Zinc finger proteins (ZFPs), one of the largest families of transcription factors that have one or more zinc binding finger domains, are crucial for transcriptional activation, protein degradation, cell differentiation and stress resistance in eukaryotes due to their interaction with DNA, RNA and other proteins [26]. In Saccharomyces cerevisiae, the (C2H2)2 zinc finger proteins Msn2 and Msn4 respond to multiple stressors by activating the transcription of stress-related genes [27]. Hot13, a zinc finger protein with a zinc finger CHY domain, is essential for promoting the assembly of small TIM proteins into complexes in mitochondrial intermembrane space in S. cerevisae [28,29]. In Fusarium graminearum, FgChy1 was identified as a zinc finger CHY domain protein to participate in polarized growth, fungal development and full virulence [30]. In Colletotrichum lagenarium, Cmr1 is one of the Zn(II)2Cys6 zinc finger proteins with two C2H2 zinc fingers at the N-terminus, which regulate the transcription of melanin biosynthesis genes. The absence of this gene led to the disruption of the expression of the melanin synthesis genes SCD1 and THR1 during mycelial melanosis [31]. Besides, the zinc finger protein COS1, which contains four multiple adjacent C2H2-type zinc finger domains, functions as a transcriptional regulator to control genes expression during conidiation. The disruption of COS1 resulted in complete loss of conidia and attenuated virulence in M. oryzae [32]. Overall, the zinc finger protein has multiple functions during fungal development, and new studies of these proteins would provide a better understanding of their broader functions during the diverse aspects of development in eukaryotes.

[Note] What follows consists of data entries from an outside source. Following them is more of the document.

fn route(request: &MockRequest, config: &MockConfig, state: &Mutex<MockState>) -> (u16, String) {
    let invalid_grant =
        r#"{"error":"invalid_grant","error_description":"Invalid login credentials"}"#.to_string();

    if config.fail_rest
        && (request.path.starts_with("/rest/") || request.path.starts_with("/storage/"))
    {
        return (500, r#"{"message":"internal error"}"#.to_string());
    }

    match (request.method.as_str(), request.path.as_str()) {
        ("POST", "/auth/v1/token") => {
            if let Some(delay) = config.token_delay {
                thread::sleep(delay);
            }
            let body = request.json();
            match request.query.get("grant_type").map(String::as_str) {
                Some("password") => {
                    if body["password"] == config.password.as_str() {
                        let email = body["email"].as_str().unwrap_or_default();
                        (200, token_body(config, email))
                    } else {
                        (400, invalid_grant)
                    }
                }
                Some("refresh_token") => {
                    if body["refresh_token"] == config.refresh_token.as_str() {
                        (200, token_body(config, "refreshed@example.com"))
                    } else {
                        (
                            400,
                            r#"{"error":"invalid_grant","error_description":"Invalid Refresh Token"}"#
                                .to_string(),
                        )
                    }
                }
                _ => (400, r#"{"error":"unsupported_grant_type"}"#.to_string()),
            }
        }
        ("POST", "/auth/v1/signup") => {
            let body = request.json();
            let email = body["email"].as_str().unwrap_or_default();
            if config.require_confirmation {
                (200, user_json(email).to_string())
            } else {
                (200, token_body(config, email))
            }
        }
        ("GET", "/auth/v1/user") => {
            if request.bearer() == Some(config.access_token.as_str()) {
                (200, user_json("restored@example.com").to_string())
            } else {
                (401, r#"{"msg":"invalid JWT"}"#.to_string())
            }
        }
        ("POST", "/auth/v1/logout") => {
            state.lock().unwrap().logout_calls += 1;
            (204, String::new())
        }
        ("GET", "/rest/v1/user_privileges") => {
            if config.fail_privileges {
                return (500, r#"{"message":"relation does not exist"}"#.to_string());
            }
            let rows: Vec<&JsonValue> = request
                .eq_filter("user_id")
                .and_then(|id| config.privileges.get(id))
                .into_iter()
                .collect();
            (200, serde_json::to_string(&rows).unwrap())
        }
        ("GET", "/rest/v1/persons") => {
            let email = request.eq_filter("email").unwrap_or_default();
            let state = state.lock().unwrap();
            let rows: Vec<&JsonValue> = state
                .persons
                .iter()
                .filter(|p| p["email"] == email)
                .collect();
            (200, serde_json::to_string(&rows).unwrap())
        }
        ("POST", "/rest/v1/persons") => {
            let body = request.json();
            let email = body[0]["email"].as_str().unwrap_or_default().to_string();
            let mut state = state.lock().unwrap();
            let existing = state.persons.iter().find(|p| p["email"] == email.as_str()).cloned();
            let person = match existing {
                Some(person) => person,
                None => {
                    let person = json!({
                        "id": Uuid::new_v4(),
                        "email": email,
                        "created_at": Utc::now(),
                    });
                    state.persons.push(person.clone());
                    person
                }
            };
            (201, json!([person]).to_string())
        }
        ("GET", "/rest/v1/categories") => (200, json!(categories()).to_string()),
        ("GET", "/rest/v1/types") => {
            let direction = request.eq_filter("categories.direction");
            let rows: Vec<JsonValue> = types()
                .into_iter()
                .filter(|(_, d)| direction.map_or(true, |want| want == *d))
                .map(|(mut row, d)| {
                    row["categories"] = json!({ "direction": d });
                    row
                })
                .collect();
            (200, json!(rows).to_string())
        }
        ("POST", "/rest/v1/transactions") => {
            let body = request.json();
            state.lock().unwrap().transactions.push(body.clone());
            (201, json!([body]).to_string())
        }
        ("GET", "/rest/v1/transactions") => {
            let person_id = request.eq_filter("person_id").unwrap_or_default();
            let state = state.lock().unwrap();
            let mut rows: Vec<JsonValue> = state
                .transactions
                .iter()
                .filter(|t| t["person_id"] == person_id)
                .cloned()
                .map(|mut row| {
                    row["types"] = type_embed(row["type_id"].as_i64().unwrap_or_default());
                    row
                })
                .collect();
            rows.sort_by(|a, b| {
                b["transaction_date"]
                    .as_str()
                    .cmp(&a["transaction_date"].as_str())
            });
            (200, json!(rows).to_string())
        }
        ("POST", "/rest/v1/bills") => {
            let body = request.json();
            state.lock().unwrap().bills.push(body.clone());
            (201, json!([body]).to_string())
        }
        ("GET", "/rest/v1/bills") => {
            let person_id = request.eq_filter("person_id").unwrap_or_default();
            let state = state.lock().unwrap();
            let rows: Vec<&JsonValue> = state
                .bills
                .iter()
                .filter(|b| b["person_id"] == person_id)
                .collect();
            (200, serde_json::to_string(&rows).unwrap())
        }
        ("POST", path) if path.starts_with("/storage/v1/object/") => {
            let key = path.trim_start_matches("/storage/v1/object/").to_string();
            state.lock().unwrap().objects.push(key.clone());
            (200, json!({ "Key": key }).to_string())
        }
        _ => (404, r#"{"message":"endpoint not found"}"#.to_string()),
    }
}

In this study, MoChy1, a CHY-type zinc finger protein homologous to S. cerevisae Hot13, was identified in M. oryzae. Deletion of Mochy1 led to defects on polarized growth, chitin distribution and conidia production. The Mochy1 mutants displayed mislocalized polarisome protein MoSpa2 and chitin synthases MoChs6 in hyphae. During plant infection, Mochy1 mutants impaired the ability to eliminate host-derived ROS, thereby attenuating virulence on host plants. Besides, the Mochy1 mutants also exhibited defects in the microtubule cytoskeleton and septin ring organization during appressorium formation. Nonselective autophagy was also negatively regulated in the Mochy1 mutants. In summary, our results demonstrate that MoChy1 plays an important role in the development and pathogenicity of M. oryzae.